Aquele posto não parecia o mesmo...
Em dias anteriores, todos, os clientes, estavam alegres e sorridentes.
Mas, nesta noite de terça-feira algo incomum acontecia.
O silêncio era rompido por um som de carro.
A música, tocada, era de uma daquelas cantoras americanas de R&B.
Como, naquele momento, a conversa e as garrafas estavam vazias, começamos a observar a senhora que estava dentro do carro.

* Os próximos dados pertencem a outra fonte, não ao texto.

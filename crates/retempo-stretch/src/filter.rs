//! Windowed-sinc low-pass FIR used around the rate transposer.

use crate::fifo::FifoSampleBuffer;
use std::f64::consts::PI;

pub struct AntiAliasFilter {
    coeffs: Vec<f32>,
    channels: usize,
}

impl AntiAliasFilter {
    /// Build a Hamming-windowed sinc low-pass.
    ///
    /// `cutoff` is normalised to the sample rate (0.5 = Nyquist). `taps` must
    /// be even. Coefficients are scaled to unity DC gain.
    pub fn new(cutoff: f64, taps: usize, channels: usize) -> Self {
        debug_assert!(taps >= 2 && taps % 2 == 0);
        let cutoff = cutoff.clamp(1e-4, 0.5);
        let centre = (taps / 2) as f64;
        let wc = 2.0 * PI * cutoff;

        let mut coeffs: Vec<f64> = (0..taps)
            .map(|i| {
                let t = i as f64 - centre;
                let sinc = if t == 0.0 { 1.0 } else { (wc * t).sin() / (wc * t) };
                let window = 0.54 + 0.46 * (2.0 * PI * t / taps as f64).cos();
                sinc * window
            })
            .collect();
        let sum: f64 = coeffs.iter().sum();
        for c in &mut coeffs {
            *c /= sum;
        }

        Self {
            coeffs: coeffs.into_iter().map(|c| c as f32).collect(),
            channels,
        }
    }

    pub fn taps(&self) -> usize {
        self.coeffs.len()
    }

    /// Delay in frames between input and output.
    pub fn delay(&self) -> usize {
        self.coeffs.len() / 2
    }

    /// Filter every complete window in `src` into `dst`.
    ///
    /// Leaves `taps - 1` frames of history in `src`. Returns frames produced.
    pub fn evaluate(&self, src: &mut FifoSampleBuffer, dst: &mut FifoSampleBuffer) -> usize {
        let taps = self.coeffs.len();
        let available = src.frames();
        if available < taps {
            return 0;
        }
        let frames = available - taps + 1;
        let channels = self.channels;
        let input = src.samples();
        let out = dst.append_zeroed(frames);

        for n in 0..frames {
            let window = &input[n * channels..(n + taps) * channels];
            for ch in 0..channels {
                let mut acc = 0.0f32;
                for (k, &c) in self.coeffs.iter().enumerate() {
                    acc += c * window[k * channels + ch];
                }
                out[n * channels + ch] = acc;
            }
        }

        src.discard(frames);
        frames
    }
}
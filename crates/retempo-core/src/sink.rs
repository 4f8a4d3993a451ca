//! Output delivery.
//!
//! Produced PCM bytes are pushed into a [`PcmSink`]. Closures and any
//! [`Write`] (through [`WriterSink`]) can serve as sinks.

use std::io::{self, Write};

/// Destination for produced PCM bytes.
///
/// Called synchronously from the processing loop, so implementations should
/// not block for long.
pub trait PcmSink {
    /// Accept a block of whole PCM frames.
    fn accept(&mut self, pcm: &[u8]) -> io::Result<()>;
}

impl<F> PcmSink for F
where
    F: FnMut(&[u8]) -> io::Result<()>,
{
    fn accept(&mut self, pcm: &[u8]) -> io::Result<()> {
        self(pcm)
    }
}

/// Adapts any [`Write`] into a [`PcmSink`].
#[derive(Debug)]
pub struct WriterSink<W: Write> {
    inner: W,
    bytes_written: u64,
}

impl<W: Write> WriterSink<W> {
    pub fn new(inner: W) -> Self {
        Self {
            inner,
            bytes_written: 0,
        }
    }

    /// Total bytes accepted so far.
    pub fn bytes_written(&self) -> u64 {
        self.bytes_written
    }

    pub fn get_ref(&self) -> &W {
        &self.inner
    }

    /// Flush and return the wrapped writer.
    pub fn into_inner(mut self) -> io::Result<W> {
        self.inner.flush()?;
        Ok(self.inner)
    }
}

impl<W: Write> PcmSink for WriterSink<W> {
    fn accept(&mut self, pcm: &[u8]) -> io::Result<()> {
        self.inner.write_all(pcm)?;
        self.bytes_written += pcm.len() as u64;
        Ok(())
    }
}
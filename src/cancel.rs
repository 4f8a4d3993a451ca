//! Cooperative cancellation.

use std::sync::atomic::{AtomicBool, Ordering};
use std::sync::Arc;

/// Shared flag checked by the driver between chunks.
///
/// Clones observe the same flag.
#[derive(Debug, Clone, Default)]
pub struct CancelToken {
    flag: Arc<AtomicBool>,
}

impl CancelToken {
    pub fn new() -> Self {
        Self::default()
    }

    pub fn cancel(&self) {
        self.flag.store(true, Ordering::Release);
    }

    #[inline]
    pub fn is_cancelled(&self) -> bool {
        self.flag.load(Ordering::Acquire)
    }
}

O carro, um azul fosco, com as marcas do tempo e das barbaridades ao volante, era um daqueles familiares, com mala grande.
Por dentro se via o descaso.
O porta-luvas quebrado, um rádio antigo, o estofamento, dos bancos, rasgados.
No retrovisor era pendurada uma borboleta de borracha, de cor rosa.
No vidro dianteiro, um adesivo de um curso de inglês para jovens e outro com a bandeira de Pernambuco.
Nunca pensei nisso, mas um carro diz muito sobre uma pessoa.
Notava-se que se tratava de uma senhora desleixada, da classe média, com filhos.
Mas, o carro tornava-se desinteressante, quando víamos aquela senhora pegar, a todo instante, o celular.
Um tanto quanto obsessiva, ligava várias vezes, mas a pessoa não atendia.
Enquanto esperava o tempo, para ligar novamente, bebia alguns goles de sua cerveja e dava alguns tragos em seu cigarro.
Fato que chamou muita atenção, já que, em pouco tempo, ela bebera três cervejas e fumara incontáveis cigarros.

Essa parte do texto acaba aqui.